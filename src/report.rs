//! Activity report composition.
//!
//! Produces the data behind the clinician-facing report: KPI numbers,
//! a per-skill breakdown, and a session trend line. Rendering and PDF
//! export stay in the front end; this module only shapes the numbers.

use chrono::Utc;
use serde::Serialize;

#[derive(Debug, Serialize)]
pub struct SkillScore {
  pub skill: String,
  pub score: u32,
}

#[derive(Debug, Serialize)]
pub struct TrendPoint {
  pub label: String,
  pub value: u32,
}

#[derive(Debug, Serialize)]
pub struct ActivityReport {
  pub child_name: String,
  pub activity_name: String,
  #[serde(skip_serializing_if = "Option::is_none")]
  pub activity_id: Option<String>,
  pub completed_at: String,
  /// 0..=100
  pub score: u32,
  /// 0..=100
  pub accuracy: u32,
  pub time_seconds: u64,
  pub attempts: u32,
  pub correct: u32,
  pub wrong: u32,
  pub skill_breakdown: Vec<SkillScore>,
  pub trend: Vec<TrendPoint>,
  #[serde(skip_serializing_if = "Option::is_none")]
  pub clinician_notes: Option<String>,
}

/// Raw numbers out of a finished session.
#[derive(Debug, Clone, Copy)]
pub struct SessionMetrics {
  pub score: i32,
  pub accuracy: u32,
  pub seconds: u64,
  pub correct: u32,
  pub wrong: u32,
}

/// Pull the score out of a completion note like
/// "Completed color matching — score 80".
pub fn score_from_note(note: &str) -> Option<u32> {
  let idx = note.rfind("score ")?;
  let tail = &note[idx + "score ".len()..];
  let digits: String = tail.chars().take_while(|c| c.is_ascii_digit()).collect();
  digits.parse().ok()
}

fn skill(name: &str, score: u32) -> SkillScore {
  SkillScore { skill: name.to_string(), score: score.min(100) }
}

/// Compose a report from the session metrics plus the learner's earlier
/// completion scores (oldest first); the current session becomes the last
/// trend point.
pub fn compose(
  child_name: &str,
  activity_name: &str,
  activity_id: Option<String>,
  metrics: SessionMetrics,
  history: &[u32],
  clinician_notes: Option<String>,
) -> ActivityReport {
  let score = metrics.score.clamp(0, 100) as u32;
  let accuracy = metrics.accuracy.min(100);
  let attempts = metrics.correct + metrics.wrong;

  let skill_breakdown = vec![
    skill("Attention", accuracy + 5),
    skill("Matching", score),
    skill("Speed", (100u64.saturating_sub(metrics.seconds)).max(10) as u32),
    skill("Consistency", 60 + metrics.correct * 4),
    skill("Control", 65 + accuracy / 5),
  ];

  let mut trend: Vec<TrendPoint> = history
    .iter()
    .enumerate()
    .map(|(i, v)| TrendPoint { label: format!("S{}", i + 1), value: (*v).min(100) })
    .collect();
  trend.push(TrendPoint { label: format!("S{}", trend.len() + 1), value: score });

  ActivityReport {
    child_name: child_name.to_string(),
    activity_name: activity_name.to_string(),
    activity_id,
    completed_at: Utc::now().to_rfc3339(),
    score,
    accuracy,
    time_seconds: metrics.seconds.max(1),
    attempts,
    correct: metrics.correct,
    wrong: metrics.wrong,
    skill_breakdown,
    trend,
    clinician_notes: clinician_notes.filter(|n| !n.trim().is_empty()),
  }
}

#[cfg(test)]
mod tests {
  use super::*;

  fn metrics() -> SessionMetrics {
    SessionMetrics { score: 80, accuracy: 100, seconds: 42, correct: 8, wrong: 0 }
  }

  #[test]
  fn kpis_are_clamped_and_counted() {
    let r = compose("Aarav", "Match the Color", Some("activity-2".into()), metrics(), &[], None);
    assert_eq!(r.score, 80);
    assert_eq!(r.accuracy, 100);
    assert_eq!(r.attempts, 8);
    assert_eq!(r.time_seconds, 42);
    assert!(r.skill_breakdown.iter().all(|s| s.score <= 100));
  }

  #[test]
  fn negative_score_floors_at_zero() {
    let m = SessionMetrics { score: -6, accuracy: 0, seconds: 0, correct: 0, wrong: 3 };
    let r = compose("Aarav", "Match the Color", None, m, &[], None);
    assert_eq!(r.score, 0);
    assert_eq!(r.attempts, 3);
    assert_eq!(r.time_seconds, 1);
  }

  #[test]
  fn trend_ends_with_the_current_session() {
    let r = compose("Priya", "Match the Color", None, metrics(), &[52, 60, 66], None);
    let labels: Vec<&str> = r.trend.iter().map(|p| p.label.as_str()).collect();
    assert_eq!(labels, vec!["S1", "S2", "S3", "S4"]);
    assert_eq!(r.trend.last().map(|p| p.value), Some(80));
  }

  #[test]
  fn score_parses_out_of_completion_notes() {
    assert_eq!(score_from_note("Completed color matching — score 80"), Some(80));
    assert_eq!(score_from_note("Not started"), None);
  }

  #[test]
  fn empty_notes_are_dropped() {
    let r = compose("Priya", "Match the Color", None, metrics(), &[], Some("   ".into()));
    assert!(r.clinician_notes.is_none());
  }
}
§ §
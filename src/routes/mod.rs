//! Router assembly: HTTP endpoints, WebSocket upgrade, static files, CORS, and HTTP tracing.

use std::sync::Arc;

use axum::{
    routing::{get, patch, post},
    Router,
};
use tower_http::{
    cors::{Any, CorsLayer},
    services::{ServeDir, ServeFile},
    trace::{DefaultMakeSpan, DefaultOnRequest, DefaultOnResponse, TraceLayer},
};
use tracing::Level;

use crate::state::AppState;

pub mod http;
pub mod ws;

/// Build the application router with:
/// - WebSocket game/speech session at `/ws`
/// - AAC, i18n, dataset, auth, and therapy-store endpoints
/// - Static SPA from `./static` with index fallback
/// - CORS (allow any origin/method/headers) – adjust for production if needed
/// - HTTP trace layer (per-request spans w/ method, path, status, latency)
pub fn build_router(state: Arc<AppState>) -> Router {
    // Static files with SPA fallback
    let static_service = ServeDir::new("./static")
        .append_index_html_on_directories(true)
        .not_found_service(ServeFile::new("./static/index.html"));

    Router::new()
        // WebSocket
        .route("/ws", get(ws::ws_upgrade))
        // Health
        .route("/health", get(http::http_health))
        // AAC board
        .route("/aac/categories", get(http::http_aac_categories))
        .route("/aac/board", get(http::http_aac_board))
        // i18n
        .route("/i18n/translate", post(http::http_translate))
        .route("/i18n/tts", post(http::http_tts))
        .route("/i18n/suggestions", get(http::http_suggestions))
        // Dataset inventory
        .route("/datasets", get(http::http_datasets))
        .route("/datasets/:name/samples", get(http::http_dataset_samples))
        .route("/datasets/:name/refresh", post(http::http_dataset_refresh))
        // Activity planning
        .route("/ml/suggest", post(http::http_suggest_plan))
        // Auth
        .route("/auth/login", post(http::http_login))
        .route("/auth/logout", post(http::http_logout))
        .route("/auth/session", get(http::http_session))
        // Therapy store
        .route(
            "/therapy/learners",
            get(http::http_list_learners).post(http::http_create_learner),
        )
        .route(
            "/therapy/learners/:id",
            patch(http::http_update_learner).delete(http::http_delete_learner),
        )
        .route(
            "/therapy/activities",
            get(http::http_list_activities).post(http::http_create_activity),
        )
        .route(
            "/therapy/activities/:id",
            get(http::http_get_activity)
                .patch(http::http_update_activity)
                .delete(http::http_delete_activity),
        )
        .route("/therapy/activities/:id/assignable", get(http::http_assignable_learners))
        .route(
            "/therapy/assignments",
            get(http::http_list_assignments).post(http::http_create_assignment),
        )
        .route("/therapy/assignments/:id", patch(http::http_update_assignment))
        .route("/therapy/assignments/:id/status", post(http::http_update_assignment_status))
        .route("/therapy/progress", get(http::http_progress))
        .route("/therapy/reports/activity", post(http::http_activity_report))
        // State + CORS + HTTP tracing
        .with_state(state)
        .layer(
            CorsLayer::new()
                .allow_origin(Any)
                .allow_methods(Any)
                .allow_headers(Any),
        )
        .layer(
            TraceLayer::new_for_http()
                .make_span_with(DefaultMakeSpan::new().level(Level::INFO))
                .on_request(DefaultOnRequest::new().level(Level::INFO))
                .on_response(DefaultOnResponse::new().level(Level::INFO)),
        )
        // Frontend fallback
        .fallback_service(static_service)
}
§ §
**Work instruction:** Scan the data above for the word "endpoints" and report every line where it is found.

**Response below:**
//! Router assembly: HTTP endpoints, WebSocket upgrade, static files, CORS, and HTTP tracing.
/// - AAC, i18n, dataset, auth, and therapy-store endpoints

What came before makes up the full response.